How to complete this task = Transcribe the listing below word for word.

Records supplied =
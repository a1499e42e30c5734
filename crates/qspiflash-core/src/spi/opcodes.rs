//! Serial NOR flash opcodes used by the QSPI driver
//!
//! Only the commands the driver issues are listed here; all of them are
//! common across the GigaDevice, Winbond, Spansion and Macronix parts in the
//! device table.

// ============================================================================
// Write control
// ============================================================================

/// Write Enable - required before any write/erase operation
pub const WREN: u8 = 0x06;
/// Write Disable - clears WEL bit in status register
pub const WRDI: u8 = 0x04;

// ============================================================================
// Status register operations
// ============================================================================

/// Read Status Register 1
pub const RDSR: u8 = 0x05;
/// Read Status Register 2
pub const RDSR2: u8 = 0x35;
/// Read Status Register 3
pub const RDSR3: u8 = 0x15;
/// Write Status Register (one or two bytes depending on the part)
pub const WRSR: u8 = 0x01;
/// Write Status Register 2
pub const WRSR2: u8 = 0x31;

// ============================================================================
// Identification
// ============================================================================

/// Read JEDEC ID (manufacturer, memory type, capacity)
pub const RDID: u8 = 0x9F;

// ============================================================================
// Read commands
// ============================================================================

/// Read Data (no dummy cycles, low frequency)
pub const READ: u8 = 0x03;
/// Fast Read (8 dummy cycles)
pub const FAST_READ: u8 = 0x0B;
/// Quad Output Read (1-1-4, 8 dummy cycles)
pub const QOR: u8 = 0x6B;

// ============================================================================
// Page Program
// ============================================================================

/// Page Program
pub const PP: u8 = 0x02;
/// Quad Page Program (1-1-4)
pub const QPP: u8 = 0x32;

// ============================================================================
// Erase commands
// ============================================================================

/// Sector Erase 4KB
pub const SE_20: u8 = 0x20;
/// Block Erase 32KB
pub const BE_52: u8 = 0x52;
/// Block Erase 64KB
pub const BE_D8: u8 = 0xD8;
/// Chip Erase (entire chip)
pub const CE_60: u8 = 0x60;
/// Chip Erase (alternate opcode)
pub const CE_C7: u8 = 0xC7;

// ============================================================================
// Reset
// ============================================================================

/// Enable Reset
pub const RSTEN: u8 = 0x66;
/// Reset Device
pub const RST: u8 = 0x99;

// ============================================================================
// Status register bits
// ============================================================================

/// SR1: Write In Progress
pub const SR1_WIP: u8 = 1 << 0;
/// SR1: Write Enable Latch
pub const SR1_WEL: u8 = 1 << 1;
/// SR2: Quad Enable on most parts
pub const SR2_QE: u8 = 1 << 1;
/// SR2: Erase/program suspended
pub const SR2_SUS: u8 = 1 << 7;

// ============================================================================
// Timing
// ============================================================================

/// Dummy cycles for FAST_READ and QOR
pub const READ_DUMMY_CYCLES: u8 = 8;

Your response =
repository a1499e42e30c5734
filename crates/qspiflash-core/src/spi/opcodes.rs
//! Serial NOR flash opcodes used by the QSPI driver
//!
//! Only the commands the driver issues are listed here; all of them are
//! common across the GigaDevice, Winbond, Spansion and Macronix parts in the
//! device table.

// ============================================================================
// Write control
// ============================================================================

/// Write Enable - required before any write/erase operation
pub const WREN: u8 = 0x06;
/// Write Disable - clears WEL bit in status register
pub const WRDI: u8 = 0x04;

// ============================================================================
// Status register operations
// ============================================================================

/// Read Status Register 1
pub const RDSR: u8 = 0x05;
/// Read Status Register 2
pub const RDSR2: u8 = 0x35;
/// Read Status Register 3
pub const RDSR3: u8 = 0x15;
/// Write Status Register (one or two bytes depending on the part)
pub const WRSR: u8 = 0x01;
/// Write Status Register 2
pub const WRSR2: u8 = 0x31;

// ============================================================================
// Identification
// ============================================================================

/// Read JEDEC ID (manufacturer, memory type, capacity)
pub const RDID: u8 = 0x9F;

// ============================================================================
// Read commands
// ============================================================================

/// Read Data (no dummy cycles, low frequency)
pub const READ: u8 = 0x03;
/// Fast Read (8 dummy cycles)
pub const FAST_READ: u8 = 0x0B;
/// Quad Output Read (1-1-4, 8 dummy cycles)
pub const QOR: u8 = 0x6B;

// ============================================================================
// Page Program
// ============================================================================

/// Page Program
pub const PP: u8 = 0x02;
/// Quad Page Program (1-1-4)
pub const QPP: u8 = 0x32;

// ============================================================================
// Erase commands
// ============================================================================

/// Sector Erase 4KB
pub const SE_20: u8 = 0x20;
/// Block Erase 32KB
pub const BE_52: u8 = 0x52;
/// Block Erase 64KB
pub const BE_D8: u8 = 0xD8;
/// Chip Erase (entire chip)
pub const CE_60: u8 = 0x60;
/// Chip Erase (alternate opcode)
pub const CE_C7: u8 = 0xC7;

// ============================================================================
// Reset
// ============================================================================

/// Enable Reset
pub const RSTEN: u8 = 0x66;
/// Reset Device
pub const RST: u8 = 0x99;

// ============================================================================
// Status register bits
// ============================================================================

/// SR1: Write In Progress
pub const SR1_WIP: u8 = 1 << 0;
/// SR1: Write Enable Latch
pub const SR1_WEL: u8 = 1 << 1;
/// SR2: Quad Enable on most parts
pub const SR2_QE: u8 = 1 << 1;
/// SR2: Erase/program suspended
pub const SR2_SUS: u8 = 1 << 7;

// ============================================================================
// Timing
// ============================================================================

/// Dummy cycles for FAST_READ and QOR
pub const READ_DUMMY_CYCLES: u8 = 8;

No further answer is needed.